But now a few allies of Lighthouse Resources have stepped up to urge a court to overturn the state regulators’ denial. On Thursday, four major industry groups — the National Mining Association, the National Association of Manufacturers, the American Farm Bureau Federation, and the American Fuel & Petrochemical Manufacturers — submitted a brief to a federal court in Washington urging the court to overturn the state regulators’ permit denials.
“To do otherwise would be an invitation to states across the country to begin legislating their own foreign policy, in flat contradiction of the Framers’ plans and Supreme Court’s teachings and disrupting national and international trade policies of all sorts,” the brief read.

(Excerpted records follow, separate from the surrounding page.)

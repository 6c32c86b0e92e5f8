use thiserror::Error;

use crate::db::DatabaseError;

#[derive(Error, Debug)]
pub enum MatchError {
    #[error("Unmatched party: '{0}'")]
    Unmatched(String),

    #[error("Unknown party id '{0}'")]
    UnknownParty(String),

    #[error("Manual resolution failed: {0}")]
    Resolver(String),

    #[error("Override store error: {0}")]
    Store(#[from] DatabaseError),
}

pub type Result<T> = std::result::Result<T, MatchError>;
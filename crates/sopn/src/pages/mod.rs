//! Page mapping: which pages of a published document belong to which ballot.

pub mod mapper;
pub mod scan;

use std::fmt;
use std::str::FromStr;

pub use mapper::PageMapper;
pub use scan::{DocumentScan, ScannedPage};

/// The pages of a document that belong to one ballot.
#[derive(Debug, Clone, PartialEq, Eq)]
pub enum PageAssignment {
    All,
    /// 1-based, ascending, consecutive page numbers.
    Pages(Vec<u32>),
}

impl PageAssignment {
    /// Collapses a page list that covers the whole document into `All`.
    pub fn from_pages(pages: Vec<u32>, page_count: u32) -> Self {
        let covers_all = pages.len() as u32 == page_count
            && pages.iter().copied().eq(1..=page_count);
        if covers_all {
            PageAssignment::All
        } else {
            PageAssignment::Pages(pages)
        }
    }

    /// Concrete page numbers for a document of `page_count` pages.
    pub fn resolve(&self, page_count: u32) -> Vec<u32> {
        match self {
            PageAssignment::All => (1..=page_count).collect(),
            PageAssignment::Pages(pages) => pages.clone(),
        }
    }

    pub fn is_all(&self) -> bool {
        matches!(self, PageAssignment::All)
    }
}

impl fmt::Display for PageAssignment {
    fn fmt(&self, f: &mut fmt::Formatter<'_>) -> fmt::Result {
        match self {
            PageAssignment::All => f.write_str("all"),
            PageAssignment::Pages(pages) => {
                let joined = pages
                    .iter()
                    .map(|p| p.to_string())
                    .collect::<Vec<_>>()
                    .join(",");
                f.write_str(&joined)
            }
        }
    }
}

impl FromStr for PageAssignment {
    type Err = String;

    fn from_str(s: &str) -> Result<Self, Self::Err> {
        let s = s.trim();
        if s.eq_ignore_ascii_case("all") {
            return Ok(PageAssignment::All);
        }
        let pages = s
            .split(',')
            .map(|p| {
                p.trim()
                    .parse::<u32>()
                    .ok()
                    .filter(|n| *n > 0)
                    .ok_or_else(|| format!("invalid page number '{}'", p.trim()))
            })
            .collect::<Result<Vec<_>, _>>()?;
        if pages.is_empty() {
            return Err("empty page list".to_string());
        }
        Ok(PageAssignment::Pages(pages))
    }
}
//! Party register repository: registered parties and their ballot
//! descriptions.

use rusqlite::{params, Row};
use serde::{Deserialize, Serialize};

use super::{Database, DatabaseError};

#[derive(Debug, Clone, PartialEq, Eq, Serialize, Deserialize)]
pub struct PartyRow {
    pub party_id: String,
    pub name: String,
    /// `GB` or `NI`.
    #[serde(default = "default_register")]
    pub register: String,
}

fn default_register() -> String {
    "GB".to_string()
}

impl PartyRow {
    fn from_row(row: &Row<'_>) -> Result<Self, rusqlite::Error> {
        Ok(Self {
            party_id: row.get("party_id")?,
            name: row.get("name")?,
            register: row.get("register")?,
        })
    }
}

#[derive(Debug, Clone, PartialEq, Eq)]
pub struct DescriptionRow {
    pub id: i64,
    pub party_id: String,
    pub description: String,
}

impl DescriptionRow {
    fn from_row(row: &Row<'_>) -> Result<Self, rusqlite::Error> {
        Ok(Self {
            id: row.get("id")?,
            party_id: row.get("party_id")?,
            description: row.get("description")?,
        })
    }
}

pub fn upsert_party(db: &Database, party: &PartyRow) -> Result<(), DatabaseError> {
    db.with_conn(|conn| {
        conn.execute(
            "INSERT INTO parties (party_id, name, register) VALUES (?1, ?2, ?3)
             ON CONFLICT(party_id) DO UPDATE SET
               name = excluded.name,
               register = excluded.register",
            params![party.party_id, party.name, party.register],
        )?;
        Ok(())
    })
}

/// Adds a description to a party and returns its id. Adding a description
/// the party already has returns the existing id.
pub fn insert_description(
    db: &Database,
    party_id: &str,
    description: &str,
) -> Result<i64, DatabaseError> {
    db.with_conn(|conn| {
        conn.execute(
            "INSERT OR IGNORE INTO party_descriptions (party_id, description) VALUES (?1, ?2)",
            params![party_id, description],
        )?;
        let id = conn.query_row(
            "SELECT id FROM party_descriptions WHERE party_id = ?1 AND description = ?2",
            params![party_id, description],
            |r| r.get(0),
        )?;
        Ok(id)
    })
}

/// Every party, ordered by id.
pub fn list_parties(db: &Database) -> Result<Vec<PartyRow>, DatabaseError> {
    db.with_conn(|conn| {
        let mut stmt = conn.prepare("SELECT * FROM parties ORDER BY party_id")?;
        let rows = stmt
            .query_map([], PartyRow::from_row)?
            .collect::<Result<Vec<_>, _>>()?;
        Ok(rows)
    })
}

/// Every description, ordered by party then description id.
pub fn list_descriptions(db: &Database) -> Result<Vec<DescriptionRow>, DatabaseError> {
    db.with_conn(|conn| {
        let mut stmt =
            conn.prepare("SELECT * FROM party_descriptions ORDER BY party_id, id")?;
        let rows = stmt
            .query_map([], DescriptionRow::from_row)?
            .collect::<Result<Vec<_>, _>>()?;
        Ok(rows)
    })
}

#[cfg(test)]
mod tests {
    use super::*;

    fn party(id: &str, name: &str) -> PartyRow {
        PartyRow {
            party_id: id.to_string(),
            name: name.to_string(),
            register: "GB".to_string(),
        }
    }

    #[test]
    fn test_upsert_party_updates_name() {
        let db = Database::open_in_memory().unwrap();
        upsert_party(&db, &party("PP63", "Green Party")).unwrap();
        upsert_party(&db, &party("PP63", "The Green Party")).unwrap();

        let parties = list_parties(&db).unwrap();
        assert_eq!(parties.len(), 1);
        assert_eq!(parties[0].name, "The Green Party");
    }

    #[test]
    fn test_insert_description_is_idempotent() {
        let db = Database::open_in_memory().unwrap();
        upsert_party(&db, &party("PP63", "Green Party")).unwrap();

        let first = insert_description(&db, "PP63", "Green Party - Vote Green").unwrap();
        let again = insert_description(&db, "PP63", "Green Party - Vote Green").unwrap();
        let other = insert_description(&db, "PP63", "Green Party - Local Greens").unwrap();

        assert_eq!(first, again);
        assert_ne!(first, other);
        assert_eq!(list_descriptions(&db).unwrap().len(), 2);
    }

    #[test]
    fn test_description_requires_party() {
        let db = Database::open_in_memory().unwrap();
        assert!(insert_description(&db, "PP404", "Nobody").is_err());
    }
}
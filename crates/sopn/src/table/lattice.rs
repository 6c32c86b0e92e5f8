//! Tables bounded by ruling lines.
//!
//! Horizontal and vertical rules that touch form a grid. Each grid with at
//! least two of each becomes a table; text is placed in the cell containing
//! its anchor point.

use crate::processor::layout::{group_lines, PageLayout, Rule, TextFragment};
use crate::table::Table;

/// Rules this close are treated as touching or collinear.
const SNAP_TOLERANCE: f32 = 2.0;

/// Anchor offset into a fragment from its left edge.
const ANCHOR_INSET: f32 = 1.0;

#[derive(Debug, Clone, Copy)]
struct Segment {
    horizontal: bool,
    /// y for horizontal rules, x for vertical ones.
    at: f32,
    from: f32,
    to: f32,
}

impl Segment {
    fn from_rule(rule: &Rule) -> Self {
        match *rule {
            Rule::Horizontal { y, x0, x1 } => Segment {
                horizontal: true,
                at: y,
                from: x0,
                to: x1,
            },
            Rule::Vertical { x, y0, y1 } => Segment {
                horizontal: false,
                at: x,
                from: y0,
                to: y1,
            },
        }
    }

    fn touches(&self, other: &Segment) -> bool {
        if self.horizontal == other.horizontal {
            return (self.at - other.at).abs() <= SNAP_TOLERANCE
                && self.from <= other.to + SNAP_TOLERANCE
                && other.from <= self.to + SNAP_TOLERANCE;
        }
        other.at >= self.from - SNAP_TOLERANCE
            && other.at <= self.to + SNAP_TOLERANCE
            && self.at >= other.from - SNAP_TOLERANCE
            && self.at <= other.to + SNAP_TOLERANCE
    }
}

fn find_root(parent: &mut [usize], mut i: usize) -> usize {
    while parent[i] != i {
        parent[i] = parent[parent[i]];
        i = parent[i];
    }
    i
}

/// Groups touching segments.
fn connected_groups(segments: &[Segment]) -> Vec<Vec<Segment>> {
    let mut parent: Vec<usize> = (0..segments.len()).collect();
    for i in 0..segments.len() {
        for j in (i + 1)..segments.len() {
            if segments[i].touches(&segments[j]) {
                let a = find_root(&mut parent, i);
                let b = find_root(&mut parent, j);
                if a != b {
                    parent[b] = a;
                }
            }
        }
    }

    let mut groups: Vec<(usize, Vec<Segment>)> = Vec::new();
    for (i, segment) in segments.iter().enumerate() {
        let root = find_root(&mut parent, i);
        match groups.iter_mut().find(|(r, _)| *r == root) {
            Some((_, group)) => group.push(*segment),
            None => groups.push((root, vec![*segment])),
        }
    }
    groups.into_iter().map(|(_, group)| group).collect()
}

/// Distinct positions, merging values within the snap tolerance.
fn distinct_positions(mut values: Vec<f32>) -> Vec<f32> {
    values.sort_by(|a, b| a.total_cmp(b));
    let mut out: Vec<f32> = Vec::new();
    for v in values {
        match out.last() {
            Some(last) if v - last <= SNAP_TOLERANCE => {}
            _ => out.push(v),
        }
    }
    out
}

/// Index of the band `[bounds[i], bounds[i + 1])` containing `value`.
fn band(bounds: &[f32], value: f32) -> Option<usize> {
    bounds.windows(2).position(|w| value >= w[0] && value < w[1])
}

struct Grid {
    /// Ascending x boundaries.
    columns: Vec<f32>,
    /// Ascending y boundaries; rows are read top (highest y) first.
    rows: Vec<f32>,
}

impl Grid {
    fn from_group(group: &[Segment]) -> Option<Self> {
        let horizontal: Vec<f32> = group.iter().filter(|s| s.horizontal).map(|s| s.at).collect();
        let vertical: Vec<f32> = group.iter().filter(|s| !s.horizontal).map(|s| s.at).collect();
        let rows = distinct_positions(horizontal);
        let columns = distinct_positions(vertical);
        if rows.len() < 2 || columns.len() < 2 {
            return None;
        }
        Some(Self { columns, rows })
    }

    fn top(&self) -> f32 {
        self.rows.last().copied().unwrap_or_default()
    }

    /// (row, column) of a fragment, row 0 being the top row.
    fn cell_of(&self, fragment: &TextFragment) -> Option<(usize, usize)> {
        let anchor_x = fragment.x + ANCHOR_INSET.min(fragment.width / 2.0);
        let column = band(&self.columns, anchor_x)?;
        let from_bottom = band(&self.rows, fragment.mid_y())?;
        let row = self.rows.len() - 2 - from_bottom;
        Some((row, column))
    }

    fn fill(&self, fragments: &[&TextFragment]) -> Table {
        let row_count = self.rows.len() - 1;
        let column_count = self.columns.len() - 1;
        let mut cells: Vec<Vec<Vec<TextFragment>>> = vec![vec![Vec::new(); column_count]; row_count];
        for fragment in fragments {
            if let Some((row, column)) = self.cell_of(fragment) {
                cells[row][column].push((*fragment).clone());
            }
        }

        let rows = cells
            .into_iter()
            .map(|row| row.iter().map(|cell| cell_text(cell)).collect())
            .collect();
        Table::new(rows)
    }
}

/// Text of one cell: lines top to bottom joined by newlines.
pub(crate) fn cell_text(fragments: &[TextFragment]) -> String {
    group_lines(fragments)
        .iter()
        .map(|line| {
            line.iter()
                .map(|f| f.text.as_str())
                .collect::<Vec<_>>()
                .join(" ")
        })
        .collect::<Vec<_>>()
        .join("\n")
}

/// Every ruled table on the page, top first.
pub fn find_tables(layout: &PageLayout) -> Vec<Table> {
    let segments: Vec<Segment> = layout.rules.iter().map(Segment::from_rule).collect();
    let mut grids: Vec<Grid> = connected_groups(&segments)
        .iter()
        .filter_map(|group| Grid::from_group(group))
        .collect();
    grids.sort_by(|a, b| b.top().total_cmp(&a.top()));

    let fragments: Vec<&TextFragment> = layout.fragments.iter().collect();
    grids
        .iter()
        .map(|grid| grid.fill(&fragments))
        .filter(|table| !table.is_empty())
        .collect()
}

The groups argue that by denying permits for the construction of the terminal, state regulators are effectively acting as a veto power over certain kinds of industry that they don’t like. The regulators, for their part, have defended their decisions by arguing that Lighthouse Resources Inc. and Millennium Bulk Terminals — a bulk materials port owned by Lighthouse — have failed to make a compelling economic and environmental case for the terminal.
“After extensive study and deliberation, I am denying Millennium’s proposed coal export project,” Washington Department of Ecology Director Maia Bellon said in a press statement last September, when the state announced its decision to deny the project a crucial water quality permit. “There are simply too many unavoidable and negative environmental impacts for the project to move forward.”
Lighthouse and Millennium have been trying to build the coal export terminal since 2012, as part of a wave of fossil fuel infrastructure proposals that hit the Pacific Northwest after 2010. The terminal, which would be located in southwest Washington along the Columbia River, and could handle 44 million tons of coal annually, is the last remaining active coal export terminal proposal in the Pacific Northwest.
In its final environmental impact study of the project, the Washington Department of Ecology found that the terminal would both significantly increase greenhouse gas emissions and disproportionately impact low-income and minority communities that live near the proposed site.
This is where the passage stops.